Così fan tutte à l’Opéra National du Rhin : l’amour aux prises du temps
Familier des opéras de Mozart, le metteur en scène David Hermann n’hésite pas à bouleverser voire renverser l’interprétation courante du livret de Così fan tutte : l’histoire ne se déroule plus sur une journée mais sur près de quarante ans, de 1913 à 1950, parti pris qui permet au metteur en scène d’exploiter deux grands événements historiques, les Première et Seconde Guerres mondiales et de rendre ainsi réelle la guerre inventée dans le livret de da Ponte. Ainsi, le chassé-croisé amoureux est-il conditionné aux changements de mœurs qui traversent ces quatre décennies et n’est donc plus seulement le fruit du pari initialement conclu entre Don Alfonso, Ferrando et Guglielmo. Les personnages, y compris Don Alfonso, se trouvent pris dans les vagues de « conformismes » (des années 1913 à 1928, puis les années 1950) et de non-conformismes (les « Années folles », de 1930 à 1940) qui modèlent leurs choix, voire leurs personnalités, jusqu’à les aliéner, provoquant ainsi leur révolte à la fin de l’opéra et un chaos encore plus grand. Le parti pris est subtil, mais court le risque d’assujettir le sentiment amoureux à l’Histoire et de le réduire à l’histoire des mœurs.
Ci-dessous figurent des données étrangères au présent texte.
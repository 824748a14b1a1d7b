use std::collections::HashMap;
use std::sync::Arc;

use serde::Serialize;
use serde_json::{json, Value};
use teller_contracts::{
    Action, ConfirmationSummary, FunctionName, GatePhase, SubmissionRecord, SubmissionStatus,
    SummaryLine,
};
use teller_kernel::gate::render_summary;
use teller_kernel::{
    build_prompt, parse_reply, required_lookups, validate, Gate, GateConfig, GateDecision, Intent,
    PipelineError, TournamentFacts, ValidatedAction, ValidationContext,
};
use tokio::sync::Mutex;

use crate::audit::{AuditJsonl, AuditRecord};
use crate::classifier::Classifier;
use crate::executor::{outcome_for, Executor, WriteOutcome};
use crate::ledger::{LedgerClient, LedgerError};
use crate::reconciler::{ReconciledState, Reconciler};

#[derive(Debug, Clone, Serialize)]
#[serde(tag = "kind", rename_all = "snake_case")]
pub enum Reply {
    Chat {
        message: String,
    },
    Read {
        action_id: String,
        function: FunctionName,
        message: String,
        data: Value,
    },
    Confirm {
        summary: ConfirmationSummary,
    },
    Submitted {
        action_id: String,
        outcome: WriteOutcome,
    },
    Cancelled {
        action_id: String,
    },
}

impl Reply {
    pub fn message(&self) -> String {
        match self {
            Reply::Chat { message } | Reply::Read { message, .. } => message.clone(),
            Reply::Confirm { summary } => summary.title.clone(),
            Reply::Submitted { outcome, .. } => outcome.message().to_string(),
            Reply::Cancelled { .. } => "Transaction cancelled.".to_string(),
        }
    }
}

#[derive(Debug, Clone, Serialize)]
#[serde(tag = "kind", rename_all = "snake_case")]
pub enum DryRun {
    Chat {
        message: String,
    },
    Valid {
        action: Action,
        read_only: bool,
        title: String,
        lines: Vec<SummaryLine>,
    },
}

#[derive(Debug, Clone, Serialize)]
pub struct SessionView {
    pub session_id: String,
    pub phase: GatePhase,
    #[serde(skip_serializing_if = "Option::is_none")]
    pub pending: Option<ConfirmationSummary>,
    #[serde(skip_serializing_if = "Option::is_none")]
    pub executing: Option<String>,
    pub history: Vec<Value>,
}

/// Utterance to outcome, one confirmation gate per session.
pub struct Pipeline {
    classifier: Arc<dyn Classifier>,
    ledger: Arc<dyn LedgerClient>,
    executor: Arc<Executor>,
    reconciler: Arc<Reconciler>,
    audit: Arc<AuditJsonl>,
    gate_cfg: GateConfig,
    sessions: Mutex<HashMap<String, Arc<Mutex<Gate>>>>,
}

impl Pipeline {
    pub fn new(
        classifier: Arc<dyn Classifier>,
        ledger: Arc<dyn LedgerClient>,
        executor: Arc<Executor>,
        reconciler: Arc<Reconciler>,
        audit: Arc<AuditJsonl>,
        gate_cfg: GateConfig,
    ) -> Self {
        Self {
            classifier,
            ledger,
            executor,
            reconciler,
            audit,
            gate_cfg,
            sessions: Mutex::new(HashMap::new()),
        }
    }

    pub fn executor(&self) -> &Executor {
        &self.executor
    }

    pub fn reconciler(&self) -> &Reconciler {
        &self.reconciler
    }

    async fn gate(&self, session_id: &str) -> Arc<Mutex<Gate>> {
        let mut sessions = self.sessions.lock().await;
        sessions
            .entry(session_id.to_string())
            .or_insert_with(|| Arc::new(Mutex::new(Gate::new(self.gate_cfg.clone(), session_id))))
            .clone()
    }

    async fn interpret(&self, session_id: &str, utterance: &str) -> Result<Intent, PipelineError> {
        let result = match self.classifier.complete(&build_prompt(utterance)).await {
            Ok(raw) => parse_reply(&raw),
            Err(err) => Err(err.into()),
        };
        match &result {
            Ok(Intent::Chat(_)) => {
                tracing::debug!(session_id, "classifier answered conversationally");
                self.audit
                    .append(AuditRecord::new(session_id, "", "parse", "chat", "intent.chat"))
                    .await;
            }
            Ok(Intent::Action(action)) => {
                tracing::info!(session_id, function = %action.function, "intent parsed");
                self.audit
                    .append(
                        AuditRecord::new(session_id, "", "parse", "action", "intent.action")
                            .with_detail(json!({"function": action.function.as_str()})),
                    )
                    .await;
            }
            Err(err) => {
                tracing::warn!(session_id, code = err.code(), error = %err, "intent rejected");
                self.audit
                    .append(AuditRecord::new(session_id, "", "parse", "error", err.code()))
                    .await;
            }
        }
        result
    }

    /// Read lookups a validation needs. A missing tournament is left out so
    /// the validator can report it against the field.
    async fn context_for(&self, action: &Action) -> Result<ValidationContext, PipelineError> {
        let mut ctx = ValidationContext::default();
        for id in required_lookups(action) {
            match self.ledger.get_tournament_details(id).await {
                Ok(record) => {
                    ctx = ctx.with_tournament(
                        id,
                        TournamentFacts {
                            status: record.status,
                            split_ratios: record.split_ratios,
                        },
                    );
                }
                Err(LedgerError::NotFound(_)) => {}
                Err(err) => return Err(err.into()),
            }
        }
        Ok(ctx)
    }

    async fn check(&self, session_id: &str, action: Action) -> Result<ValidatedAction, PipelineError> {
        let ctx = self.context_for(&action).await?;
        let function = action.function;
        validate(action, &ctx).map_err(|err| {
            tracing::info!(session_id, function = %function, field = %err.field, reason = %err.reason, "action rejected");
            PipelineError::from(err)
        })
    }

    pub async fn handle_utterance(
        &self,
        session_id: &str,
        utterance: &str,
    ) -> Result<Reply, PipelineError> {
        match self.interpret(session_id, utterance).await? {
            Intent::Chat(message) => Ok(Reply::Chat { message }),
            Intent::Action(action) => self.submit_action(session_id, action).await,
        }
    }

    /// Parser and validator only. Never touches the gate or the executor.
    pub async fn validate_only(&self, utterance: &str) -> Result<DryRun, PipelineError> {
        match self.interpret("validate-only", utterance).await? {
            Intent::Chat(message) => Ok(DryRun::Chat { message }),
            Intent::Action(action) => {
                let validated = self.check("validate-only", action).await?;
                Ok(dry_run(validated))
            }
        }
    }

    pub async fn validate_action(&self, action: Action) -> Result<DryRun, PipelineError> {
        let validated = self.check("validate-only", action).await?;
        Ok(dry_run(validated))
    }

    pub async fn submit_action(&self, session_id: &str, action: Action) -> Result<Reply, PipelineError> {
        let validated = match self.check(session_id, action).await {
            Ok(v) => v,
            Err(err) => {
                self.audit
                    .append(AuditRecord::new(session_id, "", "validate", "rejected", err.code()))
                    .await;
                return Err(err);
            }
        };

        let gate = self.gate(session_id).await;
        let decision = {
            let mut gate = gate.lock().await;
            self.sync(&mut gate).await;
            gate.submit(validated)
        };
        match decision {
            Err(err) => {
                tracing::info!(session_id, code = err.code(), "gate refused action");
                Err(err)
            }
            Ok(GateDecision::Execute {
                action_id,
                validated,
            }) => {
                self.audit
                    .append(AuditRecord::new(session_id, &action_id, "gate", "bypassed", "gate.read_only"))
                    .await;
                let read = self.executor.execute_read(&validated).await?;
                Ok(Reply::Read {
                    action_id,
                    function: validated.action.function,
                    message: read.message,
                    data: read.data,
                })
            }
            Ok(GateDecision::AwaitConfirmation(summary)) => {
                tracing::info!(session_id, action_id = %summary.action_id, function = %summary.function, "awaiting confirmation");
                self.audit
                    .append(
                        AuditRecord::new(session_id, &summary.action_id, "gate", "pending", "gate.pending")
                            .with_detail(serde_json::to_value(&summary).unwrap_or(Value::Null)),
                    )
                    .await;
                Ok(Reply::Confirm { summary })
            }
        }
    }

    /// Approves the session's pending write. Confirming an id this session
    /// already handed to execution returns that submission instead.
    pub async fn confirm(&self, session_id: &str, action_id: &str) -> Result<Reply, PipelineError> {
        let gate = self.gate(session_id).await;
        let validated = {
            let mut gate = gate.lock().await;
            self.sync(&mut gate).await;
            if gate.confirmed(action_id) {
                if let Some(existing) = self.executor.submission_for_action(action_id).await {
                    return Ok(Reply::Submitted {
                        action_id: action_id.to_string(),
                        outcome: outcome_for(existing, Vec::new())?,
                    });
                }
            }
            gate.confirm(action_id)?
        };
        tracing::info!(session_id, action_id, "action confirmed");
        self.audit
            .append(AuditRecord::new(session_id, action_id, "gate", "confirmed", "gate.confirmed"))
            .await;

        let result = self
            .executor
            .submit_write(session_id, action_id, &validated)
            .await;

        let mut gate = gate.lock().await;
        match &result {
            Ok(WriteOutcome::Pending { .. }) => {}
            Ok(WriteOutcome::Settled { .. }) => gate.finish(action_id, "settled"),
            Err(err) => {
                tracing::warn!(session_id, action_id, code = err.code(), "execution failed");
                gate.finish(action_id, err.code());
            }
        }
        result.map(|outcome| Reply::Submitted {
            action_id: action_id.to_string(),
            outcome,
        })
    }

    pub async fn cancel(&self, session_id: &str) -> Result<Reply, PipelineError> {
        let gate = self.gate(session_id).await;
        let summary = gate.lock().await.cancel()?;
        tracing::info!(session_id, action_id = %summary.action_id, "action cancelled");
        self.audit
            .append(AuditRecord::new(session_id, &summary.action_id, "gate", "cancelled", "gate.cancelled"))
            .await;
        Ok(Reply::Cancelled {
            action_id: summary.action_id,
        })
    }

    /// Stops the UI wait on a submission and frees the session's gate.
    pub async fn abandon(&self, tx_hash: &str) -> Result<Option<Value>, PipelineError> {
        let Some(record) = self.executor.abandon(tx_hash).await? else {
            return Ok(None);
        };
        let gates: Vec<Arc<Mutex<Gate>>> = self.sessions.lock().await.values().cloned().collect();
        for gate in gates {
            gate.lock().await.finish(&record.action_id, "abandoned");
        }
        self.audit
            .append(AuditRecord::new("", &record.action_id, "execute", "abandoned", "ledger.abandoned"))
            .await;
        Ok(Some(serde_json::to_value(&record).unwrap_or(Value::Null)))
    }

    /// Settles detached submissions, then rebuilds the asset read model.
    pub async fn reconcile(
        &self,
    ) -> Result<(ReconciledState, Vec<SubmissionRecord>), PipelineError> {
        let settled = self.executor.settle_in_flight().await?;
        let state = self.reconciler.reconcile().await?;
        self.audit
            .append(
                AuditRecord::new("", "", "reconcile", "complete", "reconcile.complete").with_detail(
                    json!({
                        "assets": state.assets.len(),
                        "gaps": state.gaps.keys().collect::<Vec<_>>(),
                        "settled": settled.iter().map(|r| r.tx_hash.as_str()).collect::<Vec<_>>(),
                    }),
                ),
            )
            .await;
        Ok((state, settled))
    }

    pub async fn session(&self, session_id: &str) -> SessionView {
        let gate = self.gate(session_id).await;
        let mut gate = gate.lock().await;
        self.sync(&mut gate).await;
        SessionView {
            session_id: session_id.to_string(),
            phase: gate.phase(),
            pending: gate.pending_summary().cloned(),
            executing: gate.executing_action().map(str::to_string),
            history: gate
                .history()
                .iter()
                .map(|t| {
                    json!({
                        "from": t.from,
                        "to": t.to,
                        "action_id": t.action_id,
                        "reason": t.reason,
                    })
                })
                .collect(),
        }
    }

    /// Releases a gate whose detached submission has since settled.
    async fn sync(&self, gate: &mut Gate) {
        let Some(action_id) = gate.executing_action().map(str::to_string) else {
            return;
        };
        if let Some(record) = self.executor.submission_for_action(&action_id).await {
            if record.status != SubmissionStatus::InFlight || record.abandoned {
                gate.finish(&action_id, record.status.as_str());
            }
        }
    }
}

fn dry_run(validated: ValidatedAction) -> DryRun {
    let read_only = validated.read_only();
    let summary = render_summary("dry-run", &validated, usize::MAX);
    DryRun::Valid {
        action: validated.action,
        read_only,
        title: summary.title,
        lines: summary.lines,
    }
}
Indiqués sur les panneaux des surtitres au-dessus de la scène, les sauts temporels sont parfaitement évoqués par les fréquents changements de décors et de costumes, respectivement créés par Jo Schramm et Bettina Walter : passant de l’intimité d’un intérieur bourgeois représenté par un grand paravent modulable tapissé de motifs pastels, au même paravent aux motifs inspirés de l’art futuriste, en passant par une scène de cabaret assez caricaturale. Les lumières créées par Fabrice Kebour dessinent avec justesse ces changements, de la douce lumière dorée et tamisée à un éclairage plus froid et dur.
En Fiordiligi, la soprano britannique Gemma Summerfield excelle dans les contrastes : tendre et coulante, sa voix prend une épaisseur redoutable au premier acte. L’extrême-aigu est abordé avec souplesse, le vibrato finement sculpté et les fortissimi demeurent puissants tout au long de l’opéra. Avec subtilité et naturel, elle sait jouer l’ingénue puis la femme conquise.
Incarné par le baryton allemand Björn Bürger, Guglielmo dévoile des aigus limpides et des graves soyeux. D’abord quelque peu étouffée par l’orchestre dans le premier trio, sa voix se projette rapidement, avec une nette diction. Vigoureux, son jeu ne se départ à aucun moment d’une grande énergie.
La mezzo-soprano Ambroisine Bré incarne une Dorabella éprise de liberté et volontiers frivole. Son jeu scénique est léger et souple. Si sa voix est discrète et ses aigus manquent un peu de justesse au début, son timbre s’affine et s’éclaircit très vite, maintenant des graves épais et une diction très précise dans les récitatifs.
Le ténor américain Jack Swanson dévoile un Ferrando aux mimiques expressives et au jeu scénique tout à fait convaincu. Ses aigus sont brillants et la projection de sa voix s’affûte au fur et à mesure des scènes. Ses délicats decrescendi émeuvent, tout comme ses nuances piano, soigneusement vibrées.
En Don Alfonso, le baryton-basse Nicolas Cavallier allie une grande présence scénique à une plasticité du timbre, passant d’une voix claire à un timbre plus brumeux, sans faiblir en intensité.
En Despina, la soprano lituanienne Lauryna Bendžiūnaitė incarne pleinement l’espièglerie mais aussi la détermination : son timbre légèrement pincé le devient réellement lorsqu’elle lit le contrat de mariage, amusant ainsi le public. À tout moment, sa voix garde sa puissance de projection et sa clarté.
Très denses et colorés, les nombreux ensembles répondent ainsi au tissu orchestral et au pianoforte (tenu par Tokiko Hosoya), dirigés avec enthousiasme par Duncan Ward, d’autant qu’il s’agit de son premier opéra mozartien. Le sourire presque omniprésent, le chef britannique mène avec une grande précision rythmique les pupitres de l’Orchestre Philharmonique de Strasbourg. Présents par moments sur scène ainsi qu’en coulisse pour une interprétation ajoutée du canon à quatre voix de Mozart "Nascoso è il moi sol", les chanteurs du chœur de l’Opéra font résonner leurs voix avec justesse et précision.
Au terme de cette odyssée historique et sentimentale, – non dépourvue de longueurs cependant – le public acclame longuement et avec ferveur les artistes.